# A PLAN INSURANCE



## [email protected] (Jul 14, 2007)

hi guys how long does this company normally take to contact regarding sending quotes via email.

i filled in the for online on tuesday and still havent heard anything - is this normal?


----------



## GTR RICH (Oct 30, 2005)

prob best to phone them


----------



## myline (Dec 10, 2005)

I phoned them for a quote and they rang me back about 3 hours later and confirmed in writing the next day, can't fault that.


----------



## [email protected] (Jul 14, 2007)

i called them and they will get back to me tomorrow


----------



## [email protected] (Jul 14, 2007)

after ringing them yesterday and today, they quoted me £773.
i have 10 yrs no claims a clean license and am 31 yrs old living in a cv11 postcode.
car was a r33 gts-t with no mods and 6k mileage a year. i find this a bit high and queried them, they said it would go down after ownership of the car over 12 months.


----------



## Ian C (Jun 3, 2003)

I just got a quote from these guys...
29
R33 GTR
mods declared
full NCB
fully comp
598 with NCB protection

think i'll be going this route this year, as my current insurer want near double for the renewal!


----------



## [email protected] (Jul 14, 2007)

now thats a very good quote considering its a GTR and mods declared.


----------



## nismoman (Jul 13, 2004)

check the values they will pay out on a totall loss,then see if you still think its a good policy ????:wavey: NISMOMAN


----------



## moleman (Jun 3, 2002)

Ian C said:


> mods declared


Which they will ignore should the worst happen. I agree with Nismoman.


----------



## Ian C (Jun 3, 2003)

moleman said:


> Which they will ignore should the worst happen.
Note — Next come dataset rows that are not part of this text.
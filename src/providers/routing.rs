use axum::async_trait;
use thiserror::Error;

use crate::geo::{haversine_km, travel_minutes};
use crate::models::courier::GeoPoint;

#[derive(Debug, Error)]
pub enum RoutingError {
    #[error("routing provider unreachable: {0}")]
    Unreachable(String),
    #[error("no route between points")]
    NoRoute,
}

#[derive(Debug, Clone)]
pub struct RouteEstimate {
    pub distance_km: f64,
    pub duration_minutes: f64,
    pub polyline: Option<String>,
}

#[async_trait]
pub trait RoutingProvider: Send + Sync {
    async fn route(&self, origin: GeoPoint, destination: GeoPoint)
    -> Result<RouteEstimate, RoutingError>;
}

/// Road distances run longer than the great-circle line; urban routing
/// providers report roughly this much overhead.
const ROAD_WINDING_FACTOR: f64 = 1.3;

/// Stand-in for a managed routing API: inflates the straight-line distance by
/// a winding factor and assumes the configured road speed. Wired when
/// `ROUTING_ENABLED` is set and no real provider credentials exist.
pub struct SimulatedRouting {
    pub road_speed_kmh: f64,
}

#[async_trait]
impl RoutingProvider for SimulatedRouting {
    async fn route(
        &self,
        origin: GeoPoint,
        destination: GeoPoint,
    ) -> Result<RouteEstimate, RoutingError> {
        let distance_km = haversine_km(&origin, &destination) * ROAD_WINDING_FACTOR;
        Ok(RouteEstimate {
            distance_km,
            duration_minutes: travel_minutes(distance_km, self.road_speed_kmh),
            polyline: None,
        })
    }
}

#[cfg(test)]
pub struct FailingRouting;

#[cfg(test)]
#[async_trait]
impl RoutingProvider for FailingRouting {
    async fn route(
        &self,
        _origin: GeoPoint,
        _destination: GeoPoint,
    ) -> Result<RouteEstimate, RoutingError> {
        Err(RoutingError::Unreachable("connection refused".to_string()))
    }
}
use crate::models::courier::GeoPoint;

const EARTH_RADIUS_KM: f64 = 6_371.0;

pub fn haversine_km(a: &GeoPoint, b: &GeoPoint) -> f64 {
    let lat1 = a.lat.to_radians();
    let lat2 = b.lat.to_radians();
    let delta_lat = (b.lat - a.lat).to_radians();
    let delta_lng = (b.lng - a.lng).to_radians();

    let sin_lat = (delta_lat / 2.0).sin();
    let sin_lng = (delta_lng / 2.0).sin();

    let haversine = sin_lat * sin_lat + lat1.cos() * lat2.cos() * sin_lng * sin_lng;
    let central_angle = 2.0 * haversine.sqrt().asin();

    EARTH_RADIUS_KM * central_angle
}

/// Minutes to cover a straight-line distance at the given average speed.
pub fn travel_minutes(distance_km: f64, speed_kmh: f64) -> f64 {
    if speed_kmh <= 0.0 {
        return 0.0;
    }
    distance_km / speed_kmh * 60.0
}

#[cfg(test)]
mod tests {
    use super::{haversine_km, travel_minutes};
    use crate::models::courier::GeoPoint;

    #[test]
    fn zero_distance_for_same_point() {
        let p = GeoPoint {
            lat: 53.5511,
            lng: 9.9937,
        };
        let distance = haversine_km(&p, &p);
        assert!(distance < 1e-9);
    }

    #[test]
    fn london_to_paris_is_around_343_km() {
        let london = GeoPoint {
            lat: 51.5074,
            lng: -0.1278,
        };
        let paris = GeoPoint {
            lat: 48.8566,
            lng: 2.3522,
        };
        let distance = haversine_km(&london, &paris);
        assert!((distance - 343.0).abs() < 5.0);
    }

    #[test]
    fn ten_km_at_twenty_kmh_takes_thirty_minutes() {
        assert!((travel_minutes(10.0, 20.0) - 30.0).abs() < 1e-9);
    }

    #[test]
    fn zero_speed_does_not_divide_by_zero() {
        assert_eq!(travel_minutes(10.0, 0.0), 0.0);
    }
}
use chrono::{DateTime, Timelike, Utc};

use crate::models::delivery::{Delivery, EarningsBreakdown};
use crate::state::AppState;

const FREE_DISTANCE_KM: f64 = 3.0;
const DISTANCE_BONUS_PER_KM: f64 = 0.50;
const FREE_WAIT_MINUTES: f64 = 10.0;
const WAIT_BONUS_PER_MINUTE: f64 = 0.15;
const PEAK_HOUR_RATE: f64 = 0.20;

/// Lunch and dinner rush, half-open on the UTC hour.
const PEAK_WINDOWS: [(u32, u32); 2] = [(11, 14), (18, 22)];

/// Share of non-tip earnings credited to the courier; tips pass through whole.
pub const COURIER_SHARE: f64 = 0.80;

pub fn is_peak_hour(timestamp: DateTime<Utc>) -> bool {
    let hour = timestamp.hour();
    PEAK_WINDOWS
        .iter()
        .any(|&(start, end)| hour >= start && hour < end)
}

/// Per-delivery earnings. Deterministic, no I/O; the single source of truth
/// for how a delivery's fee decomposes.
pub fn calculate_delivery_earnings(
    base_fee: f64,
    distance_km: f64,
    wait_minutes: f64,
    tip: f64,
    timestamp: DateTime<Utc>,
) -> EarningsBreakdown {
    let distance_bonus = (distance_km - FREE_DISTANCE_KM).max(0.0) * DISTANCE_BONUS_PER_KM;
    let wait_time_bonus = (wait_minutes - FREE_WAIT_MINUTES).max(0.0) * WAIT_BONUS_PER_MINUTE;
    let peak_hour_bonus = if is_peak_hour(timestamp) {
        (base_fee + distance_bonus) * PEAK_HOUR_RATE
    } else {
        0.0
    };
    let total = base_fee + distance_bonus + wait_time_bonus + peak_hour_bonus + tip;

    EarningsBreakdown {
        base_fee,
        distance_bonus,
        wait_time_bonus,
        peak_hour_bonus,
        tip,
        total,
    }
}

/// Amount credited to the courier's balance for a breakdown: the courier
/// share of everything except the tip, plus the whole tip.
pub fn courier_credit(earnings: &EarningsBreakdown) -> f64 {
    (earnings.total - earnings.tip) * COURIER_SHARE + earnings.tip
}

/// Final settlement on `delivered`. Recomputes the breakdown from the actual
/// wait interval and credits the courier's balance, lifetime earnings, and
/// open shift. The caller holds the delivery's entry guard; courier and shift
/// writes nest inside it (delivery-then-courier lock order).
pub fn settle_delivered(state: &AppState, delivery: &mut Delivery, now: DateTime<Utc>) {
    let wait = match (
        delivery.history_timestamp("at_restaurant"),
        delivery.actual_pickup_time,
    ) {
        (Some(arrived), Some(picked_up)) => {
            ((picked_up - arrived).num_seconds() as f64 / 60.0).max(0.0)
        }
        _ => 0.0,
    };

    let distance = delivery
        .actual_distance_km
        .unwrap_or(delivery.estimated_distance_km);
    let tip = delivery.tip.unwrap_or(0.0);

    let breakdown = calculate_delivery_earnings(delivery.base_fee, distance, wait, tip, now);
    let credit = courier_credit(&breakdown);
    delivery.earnings = Some(breakdown);
    delivery.settled = true;

    let Some(courier_id) = delivery.courier.courier_id() else {
        return;
    };
    let Some(mut courier) = state.couriers.get_mut(&courier_id) else {
        return;
    };

    courier.balance += credit;
    courier.lifetime_earnings += credit;
    courier.updated_at = now;

    if let Some(shift_id) = courier.current_shift {
        if let Some(mut shift) = state.shifts.get_mut(&shift_id) {
            shift.deliveries_completed += 1;
            shift.earnings += credit;
            shift.tips += delivery.tip.unwrap_or(0.0);
        }
    }
}

#[cfg(test)]
mod tests {
    use chrono::{TimeZone, Utc};

    use super::{calculate_delivery_earnings, courier_credit, is_peak_hour};

    fn at_hour(hour: u32) -> chrono::DateTime<Utc> {
        Utc.with_ymd_and_hms(2026, 8, 3, hour, 30, 0).unwrap()
    }

    #[test]
    fn peak_windows_are_half_open() {
        assert!(!is_peak_hour(at_hour(10)));
        assert!(is_peak_hour(at_hour(11)));
        assert!(is_peak_hour(at_hour(13)));
        assert!(!is_peak_hour(at_hour(14)));
        assert!(!is_peak_hour(at_hour(17)));
        assert!(is_peak_hour(at_hour(18)));
        assert!(is_peak_hour(at_hour(21)));
        assert!(!is_peak_hour(at_hour(22)));
    }

    #[test]
    fn short_off_peak_delivery_earns_only_base_fee() {
        let earnings = calculate_delivery_earnings(3.50, 2.0, 5.0, 0.0, at_hour(9));

        assert_eq!(earnings.distance_bonus, 0.0);
        assert_eq!(earnings.wait_time_bonus, 0.0);
        assert_eq!(earnings.peak_hour_bonus, 0.0);
        assert!((earnings.total - 3.50).abs() < 1e-9);
    }

    #[test]
    fn long_peak_delivery_with_tip_stacks_all_bonuses() {
        let earnings = calculate_delivery_earnings(4.00, 6.0, 15.0, 3.00, at_hour(12));

        assert!((earnings.distance_bonus - 1.50).abs() < 1e-9);
        assert!((earnings.wait_time_bonus - 0.75).abs() < 1e-9);
        assert!((earnings.peak_hour_bonus - 1.10).abs() < 1e-9);
        assert!((earnings.total - 10.35).abs() < 1e-9);
    }

    #[test]
    fn total_always_equals_sum_of_components() {
        for (base, km, wait, tip, hour) in [
            (2.50, 0.0, 0.0, 0.0, 4),
            (3.50, 3.0, 10.0, 1.25, 11),
            (5.00, 12.5, 42.0, 7.0, 20),
            (4.00, 2.9, 9.9, 0.01, 13),
        ] {
            let e = calculate_delivery_earnings(base, km, wait, tip, at_hour(hour));
            let sum =
                e.base_fee + e.distance_bonus + e.wait_time_bonus + e.peak_hour_bonus + e.tip;
            assert!((e.total - sum).abs() < 1e-9);
        }
    }

    #[test]
    fn courier_keeps_eighty_percent_plus_full_tip() {
        let earnings = calculate_delivery_earnings(4.00, 6.0, 15.0, 3.00, at_hour(12));
        // (10.35 - 3.00) * 0.8 + 3.00
        assert!((courier_credit(&earnings) - 8.88).abs() < 1e-9);
    }
}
I agree with Nismoman.


this was my biggest concern, hence i haven't taken it out yet as i'm waiting for the documents so i can read the small print.
anyone on here got any experience of an a-plan claim?
Ian


----------



## Scott (Jun 29, 2001)

My A-Plan renewal, (with some haggling), came in:

R32 GT-R
Stage 1+
All mods declared,
9 yrs NCB
6000 miles
Fully Comp protected
34yrs old

All for an amazing £381:bowdown1: :squintdan :smokin:  :chuckle: :thumbsup: 


And they have agreed to replace ALL mods like-for-like, (for what that is worth)


----------



## moleman (Jun 3, 2002)

Scott said:


> (for what that is worth)


Exactly.

I'd gladly pay double your premium for your car for the peace of mind elsewhere.


----------



## Scott (Jun 29, 2001)

moleman said:


> Exactly.
> 
> I'd gladly pay double your premium for your car for the peace of mind elsewhere.


Iain,

I don't think any can offer 'peace of mind'.

They will all try to screw you over, I'd just rather pay less for the privilege.


----------



## shade (Nov 28, 2006)

I just got a quote from A-plan as well.
R33 GTR V-spec, all mods covered (minimal), 6K limit, 40 yrs old, max NCB and clean license. £687 FC.


----------



## skyline.g.a.f. (Feb 25, 2007)

*a-plan jokers*

i was insured with them last year had a crash in my mr2 and wrote it off. my insurance was agreed at £5500 as for what the car was worth i only got paid out £2000 less £350 exess so i recived £1650 totaly crap for a car worth £5500. i know i could of argued this and sent in recipts but i had already left my deposit on my skyline and needed this money to pay the rest. they told me that a couple of cars had been seen for sale that week in a national magazine {auto trader] for £2000 so this is what they paid. btw all the mods was declaired and on a like for like basis.


----------



## Ian C (Jun 3, 2003)

oh dear...any more folk want to put me off?
Cheers,
Ian


----------



## [email protected] (Jul 14, 2007)

any other insurance companies we should be looking at then?
maybe we should start a poll on which companies the rest of us guys are using and what they are like...mods, wanna get the ball rolling?


----------



## skyline.g.a.f. (Feb 25, 2007)

*insurance*

im going to go with herritage next month £1200 fully comp with no no claims and 1 sp60 and 3 points and a my own fault accident last year. this is on classic insurance wich i know is still high but when you look at my background you can see why. still they have saved me £800 nearly and it includes club events and agreed value with either 4 or 8 colour photos and european breakdown. i also have the new mr2 with them £233:80 i only get 3000 miles per car but you can have more. i also have a van for work witch is my own so i never run up milage on my cars through the week. im sure 6 thousand miles a year between 2 cars is plenty for weekend driving/use only. good look with your search ian if you fancy getting intouch with herritage ask for martin haymer. my advice dont use the internet for quotes there never accurate always phone there usaly freephone no. and you can get what you require not what they give you. cheers graham.:bowdown1:


----------



## mifn21 (Mar 19, 2007)

Heritage quoted me 500 quid for an R32 GTR on 4000mile classic policy - car HAS to be over 15 years old for them to quote though

Thats at 27, high risk london postcode and no NCB (have had company cars since I passed my test  )


----------



## [email protected] (May 19, 2006)

mifn21 said:


> Heritage quoted me 500 quid for an R32 GTR on 4000mile classic policy - car HAS to be over 15 years old for them to quote though
> 
> Thats at 27, high risk london postcode and no NCB (have had company cars since I passed my test  )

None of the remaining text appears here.